ACTIVITY:
Every entry below is to be retyped exactly as it stands.

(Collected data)
== Segment start ==
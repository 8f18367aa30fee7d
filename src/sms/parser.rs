//! Inbound frame parser.
//!
//! With `AT+CNMI=1,2,0,0,0` the modem pushes every new message as two lines:
//!
//! ```text
//! +CMT: "255712345678",,"25/01/02,14:30:00+02"
//! Hello there
//! ```
//!
//! [`FrameParser`] accumulates raw chunks, cuts them into `\r\n` lines and
//! pairs each `+CMT:` header with the line that follows it. Everything else the
//! modem prints (`OK`, echoes, send acknowledgments) is ignored.

use chrono::{Local, NaiveDate};
use log::warn;

use super::commands::MARKER_INCOMING;
use super::{InboundSms, METHOD_LOCAL_MODEM, STATUS_RECEIVED};
use crate::serial::encoding::decode_text;

const TERMINATOR: &[u8] = b"\r\n";

/// Unterminated data beyond this is garbage, not a line in progress.
const MAX_PENDING_BYTES: usize = 8 * 1024;

/// Bytes received but not yet cut into lines.
#[derive(Debug, Default)]
pub struct LineBuffer {
    data: Vec<u8>,
}

impl LineBuffer {
    pub fn new() -> Self {
        Self::default()
    }

    pub fn push(&mut self, chunk: &[u8]) {
        self.data.extend_from_slice(chunk);
    }

    /// Removes every complete line, skipping blank ones. The unterminated
    /// tail stays buffered for the next chunk.
    pub fn take_lines(&mut self) -> Vec<String> {
        let Some(end) = self
            .data
            .windows(TERMINATOR.len())
            .rposition(|w| w == TERMINATOR)
        else {
            if self.data.len() > MAX_PENDING_BYTES {
                warn!(
                    "Discarding {} bytes received without a line terminator",
                    self.data.len()
                );
                self.data.clear();
            }
            return Vec::new();
        };

        let rest = self.data.split_off(end + TERMINATOR.len());
        let complete = std::mem::replace(&mut self.data, rest);
        decode_text(&complete[..end])
            .split("\r\n")
            .filter(|line| !line.trim().is_empty())
            .map(str::to_string)
            .collect()
    }

    /// Empties the buffer, returning what was left.
    pub fn take_remainder(&mut self) -> Vec<u8> {
        std::mem::take(&mut self.data)
    }

    pub fn len(&self) -> usize {
        self.data.len()
    }

    pub fn is_empty(&self) -> bool {
        self.data.is_empty()
    }
}

/// Fields recovered from a `+CMT:` header.
#[derive(Clone, Debug, Default, PartialEq, Eq)]
pub struct HeaderFields {
    pub sender: String,
    /// `DD-MM-YYYY`
    pub date: String,
    pub time: String,
    /// Set when any field could not be recovered.
    pub degraded: bool,
}

fn unquote(field: &str) -> String {
    field.replace('"', "").trim().to_string()
}

fn reformat_date(token: &str) -> Option<String> {
    NaiveDate::parse_from_str(token, "%y/%m/%d")
        .ok()
        .map(|date| date.format("%d-%m-%Y").to_string())
}

/// Decodes `+CMT: "<sender>",<alpha>,"<YY/MM/DD>,<HH:MM:SS+TZ>"`.
///
/// Never fails: a missing or malformed field comes back empty and the result
/// is flagged as degraded.
pub fn decode_header(line: &str) -> HeaderFields {
    let parts: Vec<&str> = line.split(',').collect();

    let sender = parts
        .first()
        .and_then(|field| field.split_once(':'))
        .map(|(_, number)| unquote(number))
        .unwrap_or_default();
    let date = parts
        .get(2)
        .and_then(|field| reformat_date(&unquote(field)))
        .unwrap_or_default();
    let time = parts
        .get(3)
        .map(|field| {
            let time = unquote(field);
            match time.split_once('+') {
                Some((clock, _tz)) => clock.trim().to_string(),
                None => time,
            }
        })
        .unwrap_or_default();

    let degraded = sender.is_empty() || date.is_empty() || time.is_empty();
    HeaderFields {
        sender,
        date,
        time,
        degraded,
    }
}

/// Builds the record for a header and its body line.
pub fn build_inbound(header: &str, body: &str) -> InboundSms {
    let fields = decode_header(header);
    if fields.degraded {
        warn!("Incomplete SMS header, keeping recoverable fields: {header:?}");
    }
    InboundSms {
        sender: fields.sender,
        date_received: fields.date,
        time_received: fields.time,
        text: body.trim().to_string(),
        received_at: Local::now(),
        status: STATUS_RECEIVED,
        method: METHOD_LOCAL_MODEM,
    }
}

fn is_header(line: &str) -> bool {
    line.starts_with(MARKER_INCOMING)
}

/// Turns the raw inbound stream into [`InboundSms`] records.
///
/// A header is paired with the very next non-blank line, even when that line
/// is itself a header. A header that ends a batch waits for the next batch,
/// so the output does not depend on how the stream was chunked.
#[derive(Debug, Default)]
pub struct FrameParser {
    buffer: LineBuffer,
    pending_header: Option<String>,
}

impl FrameParser {
    pub fn new() -> Self {
        Self::default()
    }

    /// Feeds one raw chunk, returning the messages it completed.
    pub fn push(&mut self, chunk: &[u8]) -> Vec<InboundSms> {
        self.buffer.push(chunk);
        let lines = self.buffer.take_lines();
        if lines.is_empty() {
            return Vec::new();
        }

        let mut messages = Vec::new();
        let mut lines = lines.into_iter();

        if let Some(header) = self.pending_header.take() {
            // lines is non-empty
            if let Some(body) = lines.next() {
                messages.push(build_inbound(&header, &body));
            }
        }

        while let Some(line) = lines.next() {
            if !is_header(&line) {
                continue;
            }
            match lines.next() {
                Some(body) => messages.push(build_inbound(&line, &body)),
                None => self.pending_header = Some(line),
            }
        }
        messages
    }

    /// Flushes state at end of stream. A waiting header is emitted with
    /// whatever unterminated text followed it as its body.
    pub fn finish(&mut self) -> Vec<InboundSms> {
        let rest = decode_text(&self.buffer.take_remainder());
        let rest = rest.trim();
        match self.pending_header.take() {
            Some(header) => vec![build_inbound(&header, rest)],
            None if is_header(rest) => vec![build_inbound(rest, "")],
            None => Vec::new(),
        }
    }

    pub fn buffered(&self) -> usize {
        self.buffer.len()
    }

    pub fn has_pending_header(&self) -> bool {
        self.pending_header.is_some()
    }
}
== Segment end ==
RESPONSE BOX:
repository 8f18367aa30fee7d
filename src/sms/parser.rs
//! Inbound frame parser.
//!
//! With `AT+CNMI=1,2,0,0,0` the modem pushes every new message as two lines:
//!
//! ```text
//! +CMT: "255712345678",,"25/01/02,14:30:00+02"
//! Hello there
//! ```
//!
//! [`FrameParser`] accumulates raw chunks, cuts them into `\r\n` lines and
//! pairs each `+CMT:` header with the line that follows it. Everything else the
//! modem prints (`OK`, echoes, send acknowledgments) is ignored.

use chrono::{Local, NaiveDate};
use log::warn;

use super::commands::MARKER_INCOMING;
use super::{InboundSms, METHOD_LOCAL_MODEM, STATUS_RECEIVED};
use crate::serial::encoding::decode_text;

const TERMINATOR: &[u8] = b"\r\n";

/// Unterminated data beyond this is garbage, not a line in progress.
const MAX_PENDING_BYTES: usize = 8 * 1024;

/// Bytes received but not yet cut into lines.
#[derive(Debug, Default)]
pub struct LineBuffer {
    data: Vec<u8>,
}

impl LineBuffer {
    pub fn new() -> Self {
        Self::default()
    }

    pub fn push(&mut self, chunk: &[u8]) {
        self.data.extend_from_slice(chunk);
    }

    /// Removes every complete line, skipping blank ones. The unterminated
    /// tail stays buffered for the next chunk.
    pub fn take_lines(&mut self) -> Vec<String> {
        let Some(end) = self
            .data
            .windows(TERMINATOR.len())
            .rposition(|w| w == TERMINATOR)
        else {
            if self.data.len() > MAX_PENDING_BYTES {
                warn!(
                    "Discarding {} bytes received without a line terminator",
                    self.data.len()
                );
                self.data.clear();
            }
            return Vec::new();
        };

        let rest = self.data.split_off(end + TERMINATOR.len());
        let complete = std::mem::replace(&mut self.data, rest);
        decode_text(&complete[..end])
            .split("\r\n")
            .filter(|line| !line.trim().is_empty())
            .map(str::to_string)
            .collect()
    }

    /// Empties the buffer, returning what was left.
    pub fn take_remainder(&mut self) -> Vec<u8> {
        std::mem::take(&mut self.data)
    }

    pub fn len(&self) -> usize {
        self.data.len()
    }

    pub fn is_empty(&self) -> bool {
        self.data.is_empty()
    }
}

/// Fields recovered from a `+CMT:` header.
#[derive(Clone, Debug, Default, PartialEq, Eq)]
pub struct HeaderFields {
    pub sender: String,
    /// `DD-MM-YYYY`
    pub date: String,
    pub time: String,
    /// Set when any field could not be recovered.
    pub degraded: bool,
}

fn unquote(field: &str) -> String {
    field.replace('"', "").trim().to_string()
}

fn reformat_date(token: &str) -> Option<String> {
    NaiveDate::parse_from_str(token, "%y/%m/%d")
        .ok()
        .map(|date| date.format("%d-%m-%Y").to_string())
}

/// Decodes `+CMT: "<sender>",<alpha>,"<YY/MM/DD>,<HH:MM:SS+TZ>"`.
///
/// Never fails: a missing or malformed field comes back empty and the result
/// is flagged as degraded.
pub fn decode_header(line: &str) -> HeaderFields {
    let parts: Vec<&str> = line.split(',').collect();

    let sender = parts
        .first()
        .and_then(|field| field.split_once(':'))
        .map(|(_, number)| unquote(number))
        .unwrap_or_default();
    let date = parts
        .get(2)
        .and_then(|field| reformat_date(&unquote(field)))
        .unwrap_or_default();
    let time = parts
        .get(3)
        .map(|field| {
            let time = unquote(field);
            match time.split_once('+') {
                Some((clock, _tz)) => clock.trim().to_string(),
                None => time,
            }
        })
        .unwrap_or_default();

    let degraded = sender.is_empty() || date.is_empty() || time.is_empty();
    HeaderFields {
        sender,
        date,
        time,
        degraded,
    }
}

/// Builds the record for a header and its body line.
pub fn build_inbound(header: &str, body: &str) -> InboundSms {
    let fields = decode_header(header);
    if fields.degraded {
        warn!("Incomplete SMS header, keeping recoverable fields: {header:?}");
    }
    InboundSms {
        sender: fields.sender,
        date_received: fields.date,
        time_received: fields.time,
        text: body.trim().to_string(),
        received_at: Local::now(),
        status: STATUS_RECEIVED,
        method: METHOD_LOCAL_MODEM,
    }
}

fn is_header(line: &str) -> bool {
    line.starts_with(MARKER_INCOMING)
}

/// Turns the raw inbound stream into [`InboundSms`] records.
///
/// A header is paired with the very next non-blank line, even when that line
/// is itself a header. A header that ends a batch waits for the next batch,
/// so the output does not depend on how the stream was chunked.
#[derive(Debug, Default)]
pub struct FrameParser {
    buffer: LineBuffer,
    pending_header: Option<String>,
}

impl FrameParser {
    pub fn new() -> Self {
        Self::default()
    }

    /// Feeds one raw chunk, returning the messages it completed.
    pub fn push(&mut self, chunk: &[u8]) -> Vec<InboundSms> {
        self.buffer.push(chunk);
        let lines = self.buffer.take_lines();
        if lines.is_empty() {
            return Vec::new();
        }

        let mut messages = Vec::new();
        let mut lines = lines.into_iter();

        if let Some(header) = self.pending_header.take() {
            // lines is non-empty
            if let Some(body) = lines.next() {
                messages.push(build_inbound(&header, &body));
            }
        }

        while let Some(line) = lines.next() {
            if !is_header(&line) {
                continue;
            }
            match lines.next() {
                Some(body) => messages.push(build_inbound(&line, &body)),
                None => self.pending_header = Some(line),
            }
        }
        messages
    }

    /// Flushes state at end of stream. A waiting header is emitted with
    /// whatever unterminated text followed it as its body.
    pub fn finish(&mut self) -> Vec<InboundSms> {
        let rest = decode_text(&self.buffer.take_remainder());
        let rest = rest.trim();
        match self.pending_header.take() {
            Some(header) => vec![build_inbound(&header, rest)],
            None if is_header(rest) => vec![build_inbound(rest, "")],
            None => Vec::new(),
        }
    }

    pub fn buffered(&self) -> usize {
        self.buffer.len()
    }

    pub fn has_pending_header(&self) -> bool {
        self.pending_header.is_some()
    }
}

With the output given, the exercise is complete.